[Saved entries]
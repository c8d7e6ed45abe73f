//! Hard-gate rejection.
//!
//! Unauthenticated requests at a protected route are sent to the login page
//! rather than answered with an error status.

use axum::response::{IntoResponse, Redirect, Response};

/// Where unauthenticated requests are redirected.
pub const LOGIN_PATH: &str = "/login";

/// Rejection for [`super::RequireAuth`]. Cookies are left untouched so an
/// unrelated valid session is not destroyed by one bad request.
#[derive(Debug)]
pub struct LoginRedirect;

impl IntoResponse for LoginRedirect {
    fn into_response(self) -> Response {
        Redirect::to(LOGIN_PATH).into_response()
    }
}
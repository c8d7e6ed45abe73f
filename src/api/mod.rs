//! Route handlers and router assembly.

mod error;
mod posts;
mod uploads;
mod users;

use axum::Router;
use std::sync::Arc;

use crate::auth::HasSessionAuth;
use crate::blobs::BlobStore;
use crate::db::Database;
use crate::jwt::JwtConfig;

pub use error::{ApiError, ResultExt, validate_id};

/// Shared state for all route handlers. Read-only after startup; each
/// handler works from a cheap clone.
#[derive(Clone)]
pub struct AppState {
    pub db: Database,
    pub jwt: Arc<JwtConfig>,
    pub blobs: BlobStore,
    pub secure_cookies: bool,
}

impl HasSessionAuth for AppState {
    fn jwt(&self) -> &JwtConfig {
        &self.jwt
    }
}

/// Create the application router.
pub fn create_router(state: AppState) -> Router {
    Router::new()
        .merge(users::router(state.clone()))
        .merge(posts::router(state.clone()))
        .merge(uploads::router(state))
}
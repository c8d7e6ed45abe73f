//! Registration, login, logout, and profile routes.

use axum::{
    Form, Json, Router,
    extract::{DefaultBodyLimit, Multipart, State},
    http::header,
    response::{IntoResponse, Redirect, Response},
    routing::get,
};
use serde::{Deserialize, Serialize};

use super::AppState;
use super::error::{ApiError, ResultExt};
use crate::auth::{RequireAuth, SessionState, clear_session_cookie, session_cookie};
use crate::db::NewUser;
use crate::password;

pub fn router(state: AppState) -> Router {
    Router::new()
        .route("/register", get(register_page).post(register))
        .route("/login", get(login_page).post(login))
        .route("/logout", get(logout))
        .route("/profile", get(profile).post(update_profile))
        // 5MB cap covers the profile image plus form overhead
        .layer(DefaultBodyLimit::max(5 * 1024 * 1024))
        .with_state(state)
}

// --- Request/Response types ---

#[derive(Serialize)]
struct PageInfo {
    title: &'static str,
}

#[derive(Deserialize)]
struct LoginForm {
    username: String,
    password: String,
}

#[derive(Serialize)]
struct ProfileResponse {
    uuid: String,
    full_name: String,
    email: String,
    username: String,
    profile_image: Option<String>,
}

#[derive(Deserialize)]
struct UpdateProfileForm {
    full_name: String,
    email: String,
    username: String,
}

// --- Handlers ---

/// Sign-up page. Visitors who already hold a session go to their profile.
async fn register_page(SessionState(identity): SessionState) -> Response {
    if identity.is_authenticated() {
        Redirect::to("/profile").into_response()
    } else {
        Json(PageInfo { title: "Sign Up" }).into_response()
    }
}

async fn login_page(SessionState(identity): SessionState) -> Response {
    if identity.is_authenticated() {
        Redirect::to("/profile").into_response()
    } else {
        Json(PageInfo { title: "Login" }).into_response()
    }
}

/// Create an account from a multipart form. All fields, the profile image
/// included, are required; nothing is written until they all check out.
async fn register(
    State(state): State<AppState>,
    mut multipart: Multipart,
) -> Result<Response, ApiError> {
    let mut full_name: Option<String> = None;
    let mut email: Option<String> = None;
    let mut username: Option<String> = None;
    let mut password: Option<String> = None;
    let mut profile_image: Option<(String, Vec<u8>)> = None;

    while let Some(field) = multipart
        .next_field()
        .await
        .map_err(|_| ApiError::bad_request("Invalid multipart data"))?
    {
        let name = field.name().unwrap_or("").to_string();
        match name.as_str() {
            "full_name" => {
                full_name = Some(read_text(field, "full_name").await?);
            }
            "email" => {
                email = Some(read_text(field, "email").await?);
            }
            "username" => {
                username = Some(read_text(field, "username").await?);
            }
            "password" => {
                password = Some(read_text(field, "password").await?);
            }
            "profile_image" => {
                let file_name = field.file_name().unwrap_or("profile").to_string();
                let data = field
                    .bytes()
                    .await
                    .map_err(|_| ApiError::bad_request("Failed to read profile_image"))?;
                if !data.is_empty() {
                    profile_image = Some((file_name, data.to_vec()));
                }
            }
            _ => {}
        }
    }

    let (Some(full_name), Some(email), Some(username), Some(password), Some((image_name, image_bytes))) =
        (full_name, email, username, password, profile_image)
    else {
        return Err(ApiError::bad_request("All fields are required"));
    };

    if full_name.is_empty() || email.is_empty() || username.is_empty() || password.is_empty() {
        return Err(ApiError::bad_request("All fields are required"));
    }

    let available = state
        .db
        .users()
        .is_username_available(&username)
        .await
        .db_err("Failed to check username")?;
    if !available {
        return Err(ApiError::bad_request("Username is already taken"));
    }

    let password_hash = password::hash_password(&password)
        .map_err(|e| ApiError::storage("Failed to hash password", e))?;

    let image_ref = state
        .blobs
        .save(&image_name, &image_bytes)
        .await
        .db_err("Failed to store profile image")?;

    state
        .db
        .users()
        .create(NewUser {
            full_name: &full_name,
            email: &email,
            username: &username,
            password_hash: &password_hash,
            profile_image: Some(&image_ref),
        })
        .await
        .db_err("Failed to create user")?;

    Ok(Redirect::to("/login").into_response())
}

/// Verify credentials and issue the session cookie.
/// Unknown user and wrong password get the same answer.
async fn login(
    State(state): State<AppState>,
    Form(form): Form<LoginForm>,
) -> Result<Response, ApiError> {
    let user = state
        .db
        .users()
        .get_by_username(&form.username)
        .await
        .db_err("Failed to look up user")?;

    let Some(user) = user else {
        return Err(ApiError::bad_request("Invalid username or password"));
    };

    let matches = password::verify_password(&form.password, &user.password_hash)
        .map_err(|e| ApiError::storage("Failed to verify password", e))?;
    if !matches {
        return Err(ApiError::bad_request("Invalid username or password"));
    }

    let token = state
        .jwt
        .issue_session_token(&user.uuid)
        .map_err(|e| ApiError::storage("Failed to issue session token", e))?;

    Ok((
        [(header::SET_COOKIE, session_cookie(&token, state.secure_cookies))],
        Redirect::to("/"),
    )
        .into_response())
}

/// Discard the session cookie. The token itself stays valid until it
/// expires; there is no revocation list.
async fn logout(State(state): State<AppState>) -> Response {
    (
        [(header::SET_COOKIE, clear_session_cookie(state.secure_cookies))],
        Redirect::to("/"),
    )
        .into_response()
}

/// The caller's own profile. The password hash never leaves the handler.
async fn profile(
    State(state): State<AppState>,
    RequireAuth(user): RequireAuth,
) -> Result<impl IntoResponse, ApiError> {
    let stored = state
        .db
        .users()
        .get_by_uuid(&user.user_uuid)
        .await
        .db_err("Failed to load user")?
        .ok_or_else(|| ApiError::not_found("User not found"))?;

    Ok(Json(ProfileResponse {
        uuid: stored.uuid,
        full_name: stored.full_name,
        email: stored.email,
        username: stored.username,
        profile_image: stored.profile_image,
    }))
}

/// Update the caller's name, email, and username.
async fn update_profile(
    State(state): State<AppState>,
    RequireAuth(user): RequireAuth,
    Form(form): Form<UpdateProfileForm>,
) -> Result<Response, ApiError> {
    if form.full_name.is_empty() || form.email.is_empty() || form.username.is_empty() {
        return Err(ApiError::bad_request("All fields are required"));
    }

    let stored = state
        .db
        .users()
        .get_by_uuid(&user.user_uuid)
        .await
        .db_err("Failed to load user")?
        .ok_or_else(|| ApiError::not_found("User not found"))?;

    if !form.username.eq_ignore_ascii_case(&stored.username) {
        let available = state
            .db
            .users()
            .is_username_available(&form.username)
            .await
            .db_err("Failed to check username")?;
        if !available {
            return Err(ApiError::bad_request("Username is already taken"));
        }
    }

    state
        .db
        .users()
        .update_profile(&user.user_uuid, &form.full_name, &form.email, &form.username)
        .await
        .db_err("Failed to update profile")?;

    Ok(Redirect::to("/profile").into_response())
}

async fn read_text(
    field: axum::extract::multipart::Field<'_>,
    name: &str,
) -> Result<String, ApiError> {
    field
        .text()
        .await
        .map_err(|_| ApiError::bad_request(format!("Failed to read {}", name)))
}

Your objective
From the entries, copy every line in which the string "None" can be found.

Your solution
    let mut full_name: Option<String> = None;
    let mut email: Option<String> = None;
    let mut username: Option<String> = None;
    let mut password: Option<String> = None;
    let mut profile_image: Option<(String, Vec<u8>)> = None;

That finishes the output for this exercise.